If you ask a group of people how they respond to the two words ‘disciple’ and ‘learner’, you’ll note a marked difference in their responses. My generalised summary is ‘we like disciple, we don’t like learner’. I don’t know whether this will be good news or bad news for you … it may be both, but the word ‘disciple’ means ‘learner’!
‘No one learns anything from experience. We only learn from experience on which we reflect and are then able to articulate to others.’ I shall always be grateful to Pat Keifert, from whom I’ve heard this on several occasions, for helping me grasp why knowledge is seldom enough in and of itself.
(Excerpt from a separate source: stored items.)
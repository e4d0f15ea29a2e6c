//! Error types for the tripdata ETL pipeline
//!
//! Only failures with a defined propagation policy get a variant here.
//! Stage-internal failures that are contained by design (a failed download,
//! an unreadable parquet object) never surface as errors at all; they
//! degrade to a `Failed` staging status or an empty batch instead.

use thiserror::Error;

/// Result type alias for ETL operations
pub type Result<T> = std::result::Result<T, EtlError>;

/// Main error type for the tripdata ETL pipeline
#[derive(Error, Debug)]
pub enum EtlError {
    /// Bucket name rejected by local validation, never reaches the backend
    #[error("Invalid bucket name: '{0}'. Bucket names must be 3-63 lowercase alphanumeric characters (dots and hyphens allowed inside), must not look like an IP address, start with 'xn--' or end with '-s3alias'.")]
    InvalidBucketName(String),

    /// Object store rejected bucket creation
    #[error("Failed to create bucket '{bucket}': {message}")]
    BucketCreation { bucket: String, message: String },

    /// Object store operation failed
    #[error("Storage error: {0}")]
    Storage(String),

    /// Configuration is missing or invalid
    #[error("Configuration error: {0}. Check your environment variables or .env file.")]
    Config(String),

    #[error("IO error: {0}")]
    Io(#[from] std::io::Error),
}

impl EtlError {
    /// Convenience constructor for configuration errors
    pub fn config(message: impl Into<String>) -> Self {
        EtlError::Config(message.into())
    }
}
/// Convert one Arrow column into SQL-typed cells
fn column_values(array: &ArrayRef) -> Result<Vec<SqlValue>> {
    let n = array.len();
    let mut values = Vec::with_capacity(n);

    macro_rules! primitive {
        ($arrow_type:ty, $variant:ident, $convert:expr) => {{
            let typed = array.as_primitive::<$arrow_type>();
            for i in 0..n {
                values.push(if typed.is_null(i) {
                    SqlValue::$variant(None)
                } else {
                    SqlValue::$variant(Some(($convert)(typed.value(i))))
                });
            }
        }};
    }

    match array.data_type() {
        DataType::Boolean => {
            let typed = array.as_boolean();
            for i in 0..n {
                values.push(SqlValue::Bool((!typed.is_null(i)).then(|| typed.value(i))));
            }
        }
        DataType::Int8 => primitive!(Int8Type, Int, |v| v as i32),
        DataType::Int16 => primitive!(Int16Type, Int, |v| v as i32),
        DataType::Int32 => primitive!(Int32Type, Int, |v| v),
        DataType::UInt8 => primitive!(UInt8Type, Int, |v| v as i32),
        DataType::UInt16 => primitive!(UInt16Type, Int, |v| v as i32),
        DataType::Int64 => primitive!(Int64Type, Bigint, |v| v),
        DataType::UInt32 => primitive!(UInt32Type, Bigint, |v| v as i64),
        DataType::UInt64 => primitive!(UInt64Type, Bigint, |v| v as i64),
        DataType::Float32 => primitive!(Float32Type, Real, |v| v),
        DataType::Float64 => primitive!(Float64Type, Double, |v| v),
        DataType::Decimal128(_, scale) => {
            let divisor = 10f64.powi(*scale as i32);
            primitive!(Decimal128Type, Double, |v| v as f64 / divisor);
        }
        DataType::Timestamp(unit, _) => {
            let unit = *unit;
            let raw: Vec<Option<i64>> = match unit {
                TimeUnit::Second => array.as_primitive::<TimestampSecondType>().iter().collect(),
                TimeUnit::Millisecond => {
                    array.as_primitive::<TimestampMillisecondType>().iter().collect()
                }
                TimeUnit::Microsecond => {
                    array.as_primitive::<TimestampMicrosecondType>().iter().collect()
                }
                TimeUnit::Nanosecond => {
                    array.as_primitive::<TimestampNanosecondType>().iter().collect()
                }
            };
            for v in raw {
                let converted = match v {
                    None => None,
                    Some(v) => Some(
                        timestamp_from(v, unit)
                            .ok_or_else(|| anyhow!("Timestamp value {} out of range", v))?,
                    ),
                };
                values.push(SqlValue::TimestampTz(converted));
            }
        }
        DataType::Date32 => primitive!(Date32Type, Date, |days: i32| {
            DateTime::from_timestamp(i64::from(days) * 86_400, 0)
                .map(|dt| dt.date_naive())
                .unwrap_or_default()
        }),
        DataType::Utf8 => {
            let typed = array.as_string::<i32>();
            for i in 0..n {
                values.push(SqlValue::Text(
                    (!typed.is_null(i)).then(|| typed.value(i).to_string()),
                ));
            }
        }
        DataType::LargeUtf8 => {
            let typed = array.as_string::<i64>();
            for i in 0..n {
                values.push(SqlValue::Text(
                    (!typed.is_null(i)).then(|| typed.value(i).to_string()),
                ));
            }
        }
        other => {
            // Render anything else through Arrow's display path
            let options = FormatOptions::default();
            let formatter = ArrayFormatter::try_new(array.as_ref(), &options)
                .with_context(|| format!("Unsupported column type {:?}", other))?;
            for i in 0..n {
                values.push(SqlValue::Text(
                    (!array.is_null(i)).then(|| formatter.value(i).to_string()),
                ));
            }
        }
    }

    Ok(values)
}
It was TS Eliot who asked ‘where is the wisdom we have lost in knowledge?’ in Choruses from The Rock and it’s something we understand only too well when it’s pointed out to us.
If living is taking the seed to where we see the need for it to be planted, and then planting it, then learning is about the fruit. Learning is the review phase in what many will recognise as an action-reflection cycle. It’s the phase when we shift from reflecting on what has or hasn’t worked to deciding whether to embrace, repeat again, or adapt, as we move ahead.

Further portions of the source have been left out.